Exercise: Using the data below, show every line where the word "FromStr" occurs.
----
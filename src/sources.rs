//! Capability contracts for every external collaborator.
//!
//! The core never inspects concrete platform types: the message transport,
//! classification and transcription services, roster/config source, and
//! the reporting and notification sinks are all consumed through these
//! traits. Adapters for live platforms implement them outside the core.

use async_trait::async_trait;
use std::path::{Path, PathBuf};
use std::time::Duration;

use crate::error::ScanError;
use crate::models::{
    CapturedMessage, GlobalReport, Incident, Participant, ParticipantReport, Transcription,
};

/// A raw incident as returned by the classification capability, before the
/// analyzer's parsing-boundary validation. Category and severity stay
/// stringly typed here on purpose: rejecting out-of-enum values is the
/// analyzer's job, not the transport's.
#[derive(Debug, Clone, serde::Deserialize)]
pub struct RawIncident {
    pub message_id: i64,
    pub category: String,
    pub severity: String,
    #[serde(default)]
    pub description: String,
    #[serde(default)]
    pub confidence: f64,
}

/// Aggregate summary attached to one classification response.
#[derive(Debug, Clone, serde::Deserialize)]
pub struct ClassificationSummary {
    pub total_analyzed: usize,
    pub incidents_found: usize,
    pub risk_level: String,
}

/// One classification response: raw incidents plus the summary block.
#[derive(Debug, Clone)]
pub struct ClassificationOutcome {
    pub incidents: Vec<RawIncident>,
    pub summary: ClassificationSummary,
}

/// Source of captured messages for monitored chats.
#[async_trait]
pub trait MessageSource: Send + Sync {
    /// Collect messages from the given chat over the lookback window.
    async fn collect(
        &self,
        chat_id: i64,
        lookback: Duration,
    ) -> Result<Vec<CapturedMessage>, ScanError>;

    /// Best-effort display-name lookup for a chat.
    async fn chat_title(&self, chat_id: i64) -> Result<String, ScanError>;

    /// Download a voice attachment to a temporary file. Returns `None` when
    /// the attachment was rejected for size or the download timed out;
    /// those are expected-absent cases, not errors.
    async fn download_voice(
        &self,
        chat_id: i64,
        message_id: i64,
        timeout: Duration,
        max_bytes: u64,
    ) -> Result<Option<PathBuf>, ScanError>;

    /// Connectivity probe for the health check.
    async fn is_connected(&self) -> bool;
}

/// The external text-classification capability.
#[async_trait]
pub trait Classifier: Send + Sync {
    /// Classify one chunk of messages, with the chat's display name as
    /// context. Fails with `Transport` for network/timeout problems and
    /// `Validation` for malformed responses.
    async fn classify(
        &self,
        chunk: &[CapturedMessage],
        chat_context: &str,
    ) -> Result<ClassificationOutcome, ScanError>;
}

/// The external speech-transcription capability.
#[async_trait]
pub trait Transcriber: Send + Sync {
    /// Transcribe an audio file. Fails with `NotFound` if the path does
    /// not exist.
    async fn transcribe(
        &self,
        audio_path: &Path,
        language_hint: &str,
    ) -> Result<Transcription, ScanError>;
}

/// Live membership roster for a chat.
#[async_trait]
pub trait RosterSource: Send + Sync {
    async fn list_participants(&self, chat_id: i64) -> Result<Vec<Participant>, ScanError>;
}

/// Configuration-backed registry: which chats to monitor and which members
/// each chat is expected to have.
#[async_trait]
pub trait ChatRegistry: Send + Sync {
    /// `(chat_id, display name)` pairs for every monitored chat.
    async fn monitored_chats(&self) -> Result<Vec<(i64, String)>, ScanError>;

    /// Expected member ids for one chat. Empty means reconciliation is
    /// skipped for that chat.
    async fn expected_roster(&self, chat_id: i64) -> Result<Vec<i64>, ScanError>;
}

/// External reporting store. Best-effort from the core's perspective:
/// failures are logged by callers, never propagated as cycle failure.
#[async_trait]
pub trait ReportingSink: Send + Sync {
    async fn append_incidents(&self, incidents: &[Incident]) -> Result<(), ScanError>;

    async fn append_participant_report(&self, report: &ParticipantReport)
        -> Result<(), ScanError>;

    async fn append_scan_summary(&self, report: &GlobalReport) -> Result<(), ScanError>;
}

/// Outbound notification channel (at-least-once; duplicates acceptable).
#[async_trait]
pub trait NotificationSink: Send + Sync {
    async fn notify_incident(&self, recipient: i64, incident: &Incident) -> Result<(), ScanError>;

    async fn notify_summary(&self, recipient: i64, report: &GlobalReport)
        -> Result<(), ScanError>;

    async fn notify_health_alert(&self, recipient: i64, failures: &[String])
        -> Result<(), ScanError>;

    /// Liveness probe for the health check.
    async fn ping(&self) -> bool;
}
//! ChatSentry - scheduled policy scanner for monitored group chats
//!
//! Runs periodic scan cycles over exported chat history: classifies
//! messages with an LLM, transcribes voice notes, reconciles member
//! rosters, and reports incidents via CSV files and webhook alerts.
//!
//! Exit codes:
//!   0 - Success
//!   1 - Runtime error (config, store, scan failure in --once mode)

mod analysis;
mod cli;
mod config;
mod error;
mod health;
mod llm;
mod models;
mod registry;
mod replay;
mod scan;
mod sinks;
mod sources;
mod store;
mod whisper;

use anyhow::{Context, Result};
use cli::Args;
use config::Config;
use std::path::Path;
use std::sync::Arc;
use std::time::Duration;
use tokio::time::MissedTickBehavior;
use tracing::{debug, error, info, warn};
use tracing_subscriber::FmtSubscriber;

#[tokio::main]
async fn main() -> Result<()> {
    // Parse command-line arguments
    let args = Args::parse_args();

    // Validate arguments
    if let Err(e) = args.validate() {
        eprintln!("Error: {}", e);
        std::process::exit(1);
    }

    // Handle --init-config early (no logging needed)
    if args.init_config {
        return handle_init_config();
    }

    // Initialize logging
    init_logging(&args);

    info!("ChatSentry v{}", env!("CARGO_PKG_VERSION"));
    debug!("Arguments: {:?}", args);

    match run(args).await {
        Ok(()) => Ok(()),
        Err(e) => {
            error!("Fatal: {}", e);
            eprintln!("\n❌ Error: {}", e);
            std::process::exit(1);
        }
    }
}

/// Handle --init-config: generate a default chatsentry.toml.
fn handle_init_config() -> Result<()> {
    let path = Path::new("chatsentry.toml");

    if path.exists() {
        eprintln!("⚠️  chatsentry.toml already exists. Remove it first or edit it manually.");
        std::process::exit(1);
    }

    let content = Config::default_toml();
    std::fs::write(path, &content).context("Failed to write chatsentry.toml")?;

    println!("✅ Created chatsentry.toml with default settings.");
    println!("   Add your monitored chats under [[chats]] and set API keys.");
    Ok(())
}

/// Initialize logging based on verbosity settings.
fn init_logging(args: &Args) {
    let level = args.log_level();

    let subscriber = FmtSubscriber::builder()
        .with_max_level(level)
        .with_target(false)
        .with_thread_ids(false)
        .with_file(false)
        .with_line_number(false)
        .compact()
        .finish();

    tracing::subscriber::set_global_default(subscriber).expect("Failed to set tracing subscriber");
}

/// Load configuration from file or use defaults.
fn load_config(args: &Args) -> Result<Config> {
    // Try explicit config path
    if let Some(ref config_path) = args.config {
        info!("Loading config from: {}", config_path.display());
        return Config::load(config_path);
    }

    // Try default location
    match Config::load_default() {
        Ok(Some(config)) => {
            info!("Loaded default config from chatsentry.toml");
            Ok(config)
        }
        Ok(None) => {
            debug!("No config file found, using defaults");
            Ok(Config::default())
        }
        Err(e) => {
            warn!("Failed to load config: {}", e);
            Ok(Config::default())
        }
    }
}

async fn run(args: Args) -> Result<()> {
    let mut config = load_config(&args)?;
    config.merge_with_args(&args);

    let store = store::StateStore::open(Path::new(&config.storage.db_path))
        .await
        .context("Failed to open the state store")?;

    // Handle --prune-days: maintenance command, then exit.
    if let Some(days) = args.prune_days {
        let removed = store
            .prune_processed_markers(days)
            .await
            .context("Failed to prune processed markers")?;
        println!("✅ Pruned {} processed markers older than {} days.", removed, days);
        return Ok(());
    }

    let export_dir = args
        .export_dir
        .as_deref()
        .context("An export directory is required")?;
    let export = Arc::new(
        replay::ExportSource::load(export_dir).context("Failed to load chat exports")?,
    );

    if config.chats.is_empty() {
        warn!("No chats configured under [[chats]]; nothing will be scanned");
    }

    let classifier = Arc::new(
        llm::LlmClassifier::new(config.llm.clone())
            .context("Failed to build the classifier client")?,
    );
    let transcriber = Arc::new(
        whisper::WhisperTranscriber::new(config.whisper.clone())
            .context("Failed to build the transcription client")?,
    );
    let reporting = Arc::new(
        sinks::CsvReportSink::new(&config.report).context("Failed to set up the CSV report sink")?,
    );
    let notifier = Arc::new(
        sinks::WebhookNotifier::new(&config.report)
            .context("Failed to set up the webhook notifier")?,
    );
    let registry = Arc::new(registry::ConfigRegistry::new(config.chats.clone()));

    let analyzer = analysis::analyzer::ChatAnalyzer::new(
        classifier,
        transcriber,
        store.clone(),
        config.app.chunk_size,
        config.whisper.language.clone(),
    );
    let job = Arc::new(scan::ScanJob::new(
        &config,
        export.clone(),
        export.clone(),
        registry,
        reporting,
        notifier.clone(),
        analyzer,
        store.clone(),
    ));
    let monitor = health::HealthMonitor::new(
        export,
        notifier,
        store,
        Duration::from_secs(config.app.call_timeout_seconds),
        config.app.admin_recipient,
    );

    if args.once {
        let report = job
            .run_cycle()
            .await
            .map_err(|e| anyhow::anyhow!("Scan cycle failed: {}", e))?;

        println!("\n📊 Scan Summary:");
        println!("   Chats scanned: {}", report.chats_scanned);
        println!(
            "   Messages: {} ({} voices transcribed)",
            report.total_messages, report.total_voices
        );
        println!(
            "   Incidents: {} - 🔴 {} | 🟠 {} | 🟡 {} | 🟢 {}",
            report.total_incidents,
            report.critical_incidents,
            report.high_incidents,
            report.medium_incidents,
            report.low_incidents
        );
        if report.missing_participants > 0 || report.extra_participants > 0 {
            println!(
                "   Roster: {} missing, {} extra",
                report.missing_participants, report.extra_participants
            );
        }
        println!("   Duration: {:.1}s", report.duration_seconds);
        return Ok(());
    }

    run_scheduler(&config, job, monitor).await
}

/// Scheduler loop: scan on startup and then on the configured interval,
/// with independent periodic health sweeps, until Ctrl-C.
async fn run_scheduler(
    config: &Config,
    job: Arc<scan::ScanJob>,
    monitor: health::HealthMonitor,
) -> Result<()> {
    let scan_period = Duration::from_secs(config.app.scan_interval_hours * 3600);
    let health_period = Duration::from_secs(config.app.health_interval_minutes * 60);
    info!(
        "Scheduling scans every {}h with health sweeps every {}m",
        config.app.scan_interval_hours, config.app.health_interval_minutes
    );

    let mut scan_ticker = tokio::time::interval(scan_period);
    scan_ticker.set_missed_tick_behavior(MissedTickBehavior::Delay);
    let mut health_ticker = tokio::time::interval(health_period);
    health_ticker.set_missed_tick_behavior(MissedTickBehavior::Skip);

    loop {
        tokio::select! {
            _ = scan_ticker.tick() => {
                if let Err(e) = job.run_cycle().await {
                    error!("Scan cycle failed: {}", e);
                }
            }
            _ = health_ticker.tick() => {
                monitor.sweep().await;
            }
            _ = tokio::signal::ctrl_c() => {
                info!("Shutting down");
                return Ok(());
            }
        }
    }
}
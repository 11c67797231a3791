//! Scan cycle orchestration.
//!
//! One `ScanJob` drives the whole pipeline: walk the monitored chats,
//! collect and persist raw messages, analyze them, persist and forward
//! incidents, reconcile rosters, then aggregate and report.
//!
//! Failure policy: a chat that fails for transport or validation reasons
//! is logged and skipped, and the cycle goes on. Only a `Persistence`
//! failure aborts the cycle. Every cycle that opened a run record
//! finalizes it exactly once, as `completed` or `failed`, on every path.

use chrono::Utc;
use rand::Rng;
use std::sync::atomic::{AtomicBool, Ordering};
use std::sync::Arc;
use std::time::Duration;
use tokio::time::timeout;
use tracing::{debug, error, info, warn};

use crate::analysis::aggregator;
use crate::analysis::analyzer::ChatAnalyzer;
use crate::analysis::participants;
use crate::config::Config;
use crate::error::ScanError;
use crate::models::{ChatAnalysisResult, GlobalReport, ScanStats, ScanStatus};
use crate::sources::{ChatRegistry, MessageSource, NotificationSink, ReportingSink, RosterSource};
use crate::store::StateStore;

pub struct ScanJob {
    source: Arc<dyn MessageSource>,
    roster: Arc<dyn RosterSource>,
    registry: Arc<dyn ChatRegistry>,
    reporting: Arc<dyn ReportingSink>,
    notifier: Arc<dyn NotificationSink>,
    analyzer: ChatAnalyzer,
    store: StateStore,
    lookback: Duration,
    call_timeout: Duration,
    voice_download_timeout: Duration,
    voice_max_bytes: u64,
    retention_days: u32,
    pacing_min_seconds: u64,
    pacing_max_seconds: u64,
    alert_threshold: crate::models::Severity,
    admin_recipient: i64,
    // Single-slot run guard: at most one cycle at a time.
    running: AtomicBool,
}
pub mod checkpoint;
pub mod config;
pub mod error_sink;
pub mod events;
pub mod poller;
pub mod query;
pub mod reconcile;
pub mod registration;
pub mod registry;
pub mod repository;
pub mod rpc;
pub mod scheduler;
pub mod source;
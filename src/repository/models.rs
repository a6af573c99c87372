use alloy_primitives::{Address, B256};
use anyhow::{Result, bail};
use std::str::FromStr;

#[derive(Debug, Clone, PartialEq, Eq)]
pub struct Project {
    pub id: i64,
    pub name: String,
    pub token_address: Address,
}

#[derive(Debug, Clone, Copy, PartialEq, Eq)]
pub enum TransactionStatus {
    Approved,
    Pending,
    Rejected,
}

#[derive(Debug, Clone, Copy, PartialEq, Eq)]
pub enum TransactionType {
    BuyProjectToken,
    SellProjectToken,
}

#[derive(Debug, Clone, Copy, PartialEq, Eq)]
pub enum MarketType {
    Primary,
    Secondary,
}

macro_rules! stored_enum {
    ($ty:ident { $($variant:ident => $text:literal),+ $(,)? }) => {
        impl $ty {
            pub fn as_str(&self) -> &'static str {
                match self {
                    $($ty::$variant => $text,)+
                }
            }
        }

        impl FromStr for $ty {
            type Err = anyhow::Error;

            fn from_str(s: &str) -> Result<Self> {
                match s {
                    $($text => Ok($ty::$variant),)+
                    other => bail!("Unknown {} value: {}", stringify!($ty), other),
                }
            }
        }
    };
}

stored_enum!(TransactionStatus {
    Approved => "APPROVED",
    Pending => "PENDING",
    Rejected => "REJECTED",
});

stored_enum!(TransactionType {
    BuyProjectToken => "BUY_PROJECT_TOKEN",
    SellProjectToken => "SELL_PROJECT_TOKEN",
});

stored_enum!(MarketType {
    Primary => "PRIMARY",
    Secondary => "SECONDARY",
});

/// A registered purchase. `id` is `None` until the row exists.
#[derive(Debug, Clone, PartialEq)]
pub struct TransactionRecord {
    pub id: Option<i64>,
    pub transaction_hash: B256,
    pub project_id: i64,
    pub project_token_address: Address,
    pub user_who_buys: Address,
    pub token_amount: f64,
    pub wusdt_amount: f64,
    pub token_price: f64,
    pub fees_wusdt: f64,
    pub status: TransactionStatus,
    pub transaction_type: TransactionType,
    pub market_type: MarketType,
    pub receipt_link: String,
    pub block_number: u64,
    pub block_timestamp: u64,
}
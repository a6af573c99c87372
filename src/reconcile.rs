use crate::config::PollSettings;
use crate::error_sink::{JsonFileErrorSink, UnregisteredEvent};
use crate::registration::{Registration, register_event};
use crate::registry::Registry;
use anyhow::Result;
use std::collections::HashSet;
use tracing::{info, warn};

#[derive(Debug, Default, Clone, PartialEq, Eq)]
pub struct ReconcileSummary {
    pub registered: usize,
    pub already_registered: usize,
    pub still_pending: usize,
    pub invalid: usize,
}

/// Replays the error file through the normal registration path.
///
/// Entries that end up registered (now, or by an earlier run) are removed
/// from the file; everything else stays for the next attempt.
pub fn reconcile_unregistered<R>(
    registry: &R,
    sink: &JsonFileErrorSink,
    settings: &PollSettings,
) -> Result<ReconcileSummary>
where
    R: Registry + ?Sized,
{
    let entries = sink.entries();
    if entries.is_empty() {
        info!("No unregistered events to reconcile");
        return Ok(ReconcileSummary::default());
    }
    info!("Reconciling {} unregistered event(s)", entries.len());

    let mut summary = ReconcileSummary::default();
    let mut resolved: HashSet<String> = HashSet::new();
    let mut seen: HashSet<String> = HashSet::new();

    for entry in &entries {
        if !seen.insert(entry.transaction_hash.clone()) {
            continue;
        }

        let event = match entry.to_chain_event() {
            Ok(event) => event,
            Err(e) => {
                summary.invalid += 1;
                warn!("Cannot replay entry {}: {:#}", entry.transaction_hash, e);
                continue;
            }
        };

        match register_event(registry, &event, settings)? {
            Registration::Registered(record) => {
                summary.registered += 1;
                info!(
                    "Registered TX {:?} for project {}",
                    record.transaction_hash, record.project_id
                );
                resolved.insert(entry.transaction_hash.clone());
            }
            Registration::Duplicate => {
                summary.already_registered += 1;
                resolved.insert(entry.transaction_hash.clone());
            }
            Registration::ProjectNotFound => summary.still_pending += 1,
            Registration::InvalidAmount(reason) => {
                summary.invalid += 1;
                warn!("TX {} still invalid: {}", entry.transaction_hash, reason);
            }
        }
    }

    let removed = sink.retain(|entry: &UnregisteredEvent| {
        !resolved.contains(&entry.transaction_hash)
    })?;
    info!("Removed {} resolved entries from {}", removed, sink.path().display());

    Ok(summary)
}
----
Answer section:
use std::str::FromStr;
        impl FromStr for $ty {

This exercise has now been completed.